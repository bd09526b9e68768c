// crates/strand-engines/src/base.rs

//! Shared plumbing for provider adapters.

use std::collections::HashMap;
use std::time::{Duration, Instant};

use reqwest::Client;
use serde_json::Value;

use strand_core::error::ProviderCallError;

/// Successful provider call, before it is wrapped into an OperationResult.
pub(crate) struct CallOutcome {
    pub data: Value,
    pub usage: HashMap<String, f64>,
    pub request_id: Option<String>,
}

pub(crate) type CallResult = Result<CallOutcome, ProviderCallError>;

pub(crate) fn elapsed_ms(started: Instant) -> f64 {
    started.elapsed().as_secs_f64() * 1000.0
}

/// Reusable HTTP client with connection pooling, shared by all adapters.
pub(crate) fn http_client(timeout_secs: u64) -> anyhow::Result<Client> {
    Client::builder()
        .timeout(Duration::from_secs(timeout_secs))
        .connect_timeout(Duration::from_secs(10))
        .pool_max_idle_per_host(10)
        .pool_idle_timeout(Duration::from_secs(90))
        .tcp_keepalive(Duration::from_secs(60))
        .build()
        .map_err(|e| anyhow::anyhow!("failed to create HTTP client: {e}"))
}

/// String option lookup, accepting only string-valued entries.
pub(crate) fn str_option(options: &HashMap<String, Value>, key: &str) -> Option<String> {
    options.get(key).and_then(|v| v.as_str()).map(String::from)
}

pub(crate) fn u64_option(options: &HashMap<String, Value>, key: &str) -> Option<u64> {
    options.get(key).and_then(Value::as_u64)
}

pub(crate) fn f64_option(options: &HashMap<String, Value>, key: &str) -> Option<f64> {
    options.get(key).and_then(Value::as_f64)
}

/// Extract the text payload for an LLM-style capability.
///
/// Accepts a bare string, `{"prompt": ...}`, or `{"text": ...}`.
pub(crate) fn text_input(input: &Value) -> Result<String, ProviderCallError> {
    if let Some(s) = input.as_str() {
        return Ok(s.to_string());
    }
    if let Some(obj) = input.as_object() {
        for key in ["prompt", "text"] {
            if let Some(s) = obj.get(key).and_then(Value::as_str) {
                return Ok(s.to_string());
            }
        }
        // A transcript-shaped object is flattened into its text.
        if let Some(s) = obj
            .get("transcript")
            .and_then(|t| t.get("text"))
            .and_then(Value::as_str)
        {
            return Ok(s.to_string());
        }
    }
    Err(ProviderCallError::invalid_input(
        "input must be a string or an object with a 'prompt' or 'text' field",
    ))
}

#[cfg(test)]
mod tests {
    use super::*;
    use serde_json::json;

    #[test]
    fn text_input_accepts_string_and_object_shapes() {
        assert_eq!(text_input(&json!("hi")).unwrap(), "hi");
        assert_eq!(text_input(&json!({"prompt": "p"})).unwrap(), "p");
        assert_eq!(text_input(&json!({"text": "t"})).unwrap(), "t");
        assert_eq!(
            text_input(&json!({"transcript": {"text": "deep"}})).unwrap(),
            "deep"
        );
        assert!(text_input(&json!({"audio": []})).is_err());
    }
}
##########
EXERCISE PROMPT:
Sift the data above for lines with "ProviderCallError", then copy each one.

REPLY TO THE TASK:
use strand_core::error::ProviderCallError;
pub(crate) type CallResult = Result<CallOutcome, ProviderCallError>;
pub(crate) fn text_input(input: &Value) -> Result<String, ProviderCallError> {
    Err(ProviderCallError::invalid_input(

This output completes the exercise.